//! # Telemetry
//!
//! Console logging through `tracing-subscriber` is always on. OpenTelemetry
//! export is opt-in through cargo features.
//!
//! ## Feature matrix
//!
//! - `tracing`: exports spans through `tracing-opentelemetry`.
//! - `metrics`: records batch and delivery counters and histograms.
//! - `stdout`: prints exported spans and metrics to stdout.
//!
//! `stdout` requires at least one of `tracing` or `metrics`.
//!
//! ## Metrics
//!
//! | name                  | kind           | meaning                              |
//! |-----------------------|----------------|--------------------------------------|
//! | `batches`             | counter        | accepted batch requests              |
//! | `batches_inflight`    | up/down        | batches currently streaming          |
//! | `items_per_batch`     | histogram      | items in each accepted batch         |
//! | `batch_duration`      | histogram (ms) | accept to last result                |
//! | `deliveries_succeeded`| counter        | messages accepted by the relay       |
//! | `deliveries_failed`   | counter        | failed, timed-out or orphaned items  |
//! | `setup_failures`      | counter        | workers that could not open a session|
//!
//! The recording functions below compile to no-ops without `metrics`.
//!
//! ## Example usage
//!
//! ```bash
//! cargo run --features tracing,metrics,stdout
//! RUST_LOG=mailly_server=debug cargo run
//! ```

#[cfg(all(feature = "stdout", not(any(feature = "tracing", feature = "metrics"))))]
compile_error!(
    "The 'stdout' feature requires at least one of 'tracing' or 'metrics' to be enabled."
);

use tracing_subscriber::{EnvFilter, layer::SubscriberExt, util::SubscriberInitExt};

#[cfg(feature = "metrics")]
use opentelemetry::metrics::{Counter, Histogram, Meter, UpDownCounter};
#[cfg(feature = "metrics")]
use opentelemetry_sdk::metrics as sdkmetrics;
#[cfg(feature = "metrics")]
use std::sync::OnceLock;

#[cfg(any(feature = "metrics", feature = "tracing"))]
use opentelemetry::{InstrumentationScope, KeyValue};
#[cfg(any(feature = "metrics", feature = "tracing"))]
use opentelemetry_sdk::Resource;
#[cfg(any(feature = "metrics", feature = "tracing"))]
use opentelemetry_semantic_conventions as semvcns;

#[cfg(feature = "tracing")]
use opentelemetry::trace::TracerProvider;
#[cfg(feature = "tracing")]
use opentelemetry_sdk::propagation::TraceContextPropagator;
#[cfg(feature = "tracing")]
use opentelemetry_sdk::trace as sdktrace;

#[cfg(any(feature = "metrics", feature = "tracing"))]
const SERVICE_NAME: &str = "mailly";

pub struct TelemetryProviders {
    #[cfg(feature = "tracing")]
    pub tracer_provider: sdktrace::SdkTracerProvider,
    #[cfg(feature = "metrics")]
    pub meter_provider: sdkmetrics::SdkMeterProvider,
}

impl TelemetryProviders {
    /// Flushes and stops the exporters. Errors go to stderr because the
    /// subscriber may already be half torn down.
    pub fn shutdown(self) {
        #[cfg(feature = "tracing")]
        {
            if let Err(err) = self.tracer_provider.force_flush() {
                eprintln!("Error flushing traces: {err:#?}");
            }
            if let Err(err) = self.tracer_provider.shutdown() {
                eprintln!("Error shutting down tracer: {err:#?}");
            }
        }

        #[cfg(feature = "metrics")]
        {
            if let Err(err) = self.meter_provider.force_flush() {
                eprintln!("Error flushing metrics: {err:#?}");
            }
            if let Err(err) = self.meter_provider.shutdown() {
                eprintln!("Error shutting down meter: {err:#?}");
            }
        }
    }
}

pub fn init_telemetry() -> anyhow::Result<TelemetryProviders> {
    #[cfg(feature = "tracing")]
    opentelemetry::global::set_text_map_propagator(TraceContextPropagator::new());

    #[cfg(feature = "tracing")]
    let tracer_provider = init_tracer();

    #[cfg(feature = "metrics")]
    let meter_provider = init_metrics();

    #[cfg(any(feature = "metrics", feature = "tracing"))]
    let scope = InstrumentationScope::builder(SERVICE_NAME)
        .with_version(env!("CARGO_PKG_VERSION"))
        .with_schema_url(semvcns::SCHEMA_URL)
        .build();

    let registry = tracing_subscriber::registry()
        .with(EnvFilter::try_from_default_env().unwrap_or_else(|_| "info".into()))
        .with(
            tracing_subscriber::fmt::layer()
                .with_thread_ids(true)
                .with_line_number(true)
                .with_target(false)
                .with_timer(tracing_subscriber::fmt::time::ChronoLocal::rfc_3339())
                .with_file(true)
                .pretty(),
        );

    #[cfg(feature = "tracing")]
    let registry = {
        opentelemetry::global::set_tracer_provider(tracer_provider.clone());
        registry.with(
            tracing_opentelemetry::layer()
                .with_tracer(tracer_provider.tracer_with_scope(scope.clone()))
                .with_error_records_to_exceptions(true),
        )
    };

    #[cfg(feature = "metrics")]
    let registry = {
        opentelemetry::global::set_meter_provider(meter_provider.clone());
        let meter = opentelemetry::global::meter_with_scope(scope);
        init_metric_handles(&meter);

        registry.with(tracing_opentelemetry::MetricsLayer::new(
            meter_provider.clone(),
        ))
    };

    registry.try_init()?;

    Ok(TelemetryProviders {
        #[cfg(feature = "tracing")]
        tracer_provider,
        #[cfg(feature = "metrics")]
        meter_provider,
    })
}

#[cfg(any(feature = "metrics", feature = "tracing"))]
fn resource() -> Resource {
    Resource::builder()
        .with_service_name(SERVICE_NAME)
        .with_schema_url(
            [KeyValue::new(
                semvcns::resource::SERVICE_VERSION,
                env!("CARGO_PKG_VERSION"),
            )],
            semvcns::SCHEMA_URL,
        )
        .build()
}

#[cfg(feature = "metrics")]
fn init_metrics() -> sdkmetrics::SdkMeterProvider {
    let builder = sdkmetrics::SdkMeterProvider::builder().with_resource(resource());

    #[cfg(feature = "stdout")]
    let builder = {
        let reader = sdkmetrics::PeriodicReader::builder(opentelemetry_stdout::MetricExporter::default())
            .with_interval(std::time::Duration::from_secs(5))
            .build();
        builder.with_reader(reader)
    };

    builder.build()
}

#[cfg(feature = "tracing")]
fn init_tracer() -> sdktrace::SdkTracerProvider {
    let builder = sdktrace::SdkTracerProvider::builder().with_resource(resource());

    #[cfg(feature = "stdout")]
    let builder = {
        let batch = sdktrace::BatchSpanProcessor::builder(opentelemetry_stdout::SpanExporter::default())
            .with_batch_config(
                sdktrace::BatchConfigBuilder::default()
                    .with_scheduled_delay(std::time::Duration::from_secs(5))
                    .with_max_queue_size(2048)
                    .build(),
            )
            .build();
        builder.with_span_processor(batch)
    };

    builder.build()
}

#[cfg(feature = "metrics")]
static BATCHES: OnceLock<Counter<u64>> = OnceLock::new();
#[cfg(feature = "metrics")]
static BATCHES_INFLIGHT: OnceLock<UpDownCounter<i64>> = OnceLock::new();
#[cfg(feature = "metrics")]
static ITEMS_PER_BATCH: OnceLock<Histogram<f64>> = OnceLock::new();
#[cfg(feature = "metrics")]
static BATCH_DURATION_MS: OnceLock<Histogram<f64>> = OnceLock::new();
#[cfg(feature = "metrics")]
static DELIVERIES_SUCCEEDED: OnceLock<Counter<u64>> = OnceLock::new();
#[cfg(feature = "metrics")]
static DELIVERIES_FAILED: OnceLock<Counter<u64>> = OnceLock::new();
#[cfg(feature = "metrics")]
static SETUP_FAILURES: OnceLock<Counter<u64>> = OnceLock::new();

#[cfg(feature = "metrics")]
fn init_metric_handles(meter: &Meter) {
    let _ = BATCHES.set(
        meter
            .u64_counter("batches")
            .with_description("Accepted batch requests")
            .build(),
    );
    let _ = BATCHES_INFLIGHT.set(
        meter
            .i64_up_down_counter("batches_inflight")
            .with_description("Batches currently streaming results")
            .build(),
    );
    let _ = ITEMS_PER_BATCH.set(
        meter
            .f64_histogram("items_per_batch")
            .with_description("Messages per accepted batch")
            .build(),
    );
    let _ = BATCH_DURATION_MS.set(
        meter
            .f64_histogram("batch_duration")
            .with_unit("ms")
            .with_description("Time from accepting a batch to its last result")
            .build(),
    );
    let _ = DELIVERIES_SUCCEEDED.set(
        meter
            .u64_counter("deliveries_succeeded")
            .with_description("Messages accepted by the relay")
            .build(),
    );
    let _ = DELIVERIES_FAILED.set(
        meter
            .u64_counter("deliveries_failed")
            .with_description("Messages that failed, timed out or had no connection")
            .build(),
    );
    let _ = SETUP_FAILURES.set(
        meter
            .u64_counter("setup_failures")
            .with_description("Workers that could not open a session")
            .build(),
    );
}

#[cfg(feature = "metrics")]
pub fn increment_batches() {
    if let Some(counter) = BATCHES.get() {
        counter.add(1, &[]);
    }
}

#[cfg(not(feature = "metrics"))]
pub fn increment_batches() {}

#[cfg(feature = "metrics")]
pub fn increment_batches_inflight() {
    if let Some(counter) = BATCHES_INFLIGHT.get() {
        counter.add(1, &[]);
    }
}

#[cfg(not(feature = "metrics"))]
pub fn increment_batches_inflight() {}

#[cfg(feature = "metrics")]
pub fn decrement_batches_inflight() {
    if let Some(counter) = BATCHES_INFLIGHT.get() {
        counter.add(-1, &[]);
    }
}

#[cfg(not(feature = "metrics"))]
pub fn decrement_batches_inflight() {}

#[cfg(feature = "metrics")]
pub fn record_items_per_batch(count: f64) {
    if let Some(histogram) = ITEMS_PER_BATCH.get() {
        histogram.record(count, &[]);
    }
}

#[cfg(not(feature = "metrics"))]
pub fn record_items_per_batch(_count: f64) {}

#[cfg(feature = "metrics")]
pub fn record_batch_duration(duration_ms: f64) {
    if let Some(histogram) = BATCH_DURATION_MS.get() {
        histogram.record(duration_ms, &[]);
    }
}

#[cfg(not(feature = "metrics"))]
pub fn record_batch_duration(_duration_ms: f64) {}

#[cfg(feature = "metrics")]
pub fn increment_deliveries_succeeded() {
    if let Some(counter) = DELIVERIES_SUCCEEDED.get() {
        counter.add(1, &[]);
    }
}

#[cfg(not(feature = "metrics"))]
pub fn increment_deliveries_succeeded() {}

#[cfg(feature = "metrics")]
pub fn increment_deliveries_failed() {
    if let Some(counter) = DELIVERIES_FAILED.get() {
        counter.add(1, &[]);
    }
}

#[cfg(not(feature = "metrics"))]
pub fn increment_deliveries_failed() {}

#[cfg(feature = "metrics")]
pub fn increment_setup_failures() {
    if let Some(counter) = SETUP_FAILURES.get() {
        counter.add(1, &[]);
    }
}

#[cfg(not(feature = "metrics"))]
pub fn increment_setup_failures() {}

*-*-*

Provide the number of lines in the records above that contain the word "through", with no additional words.

3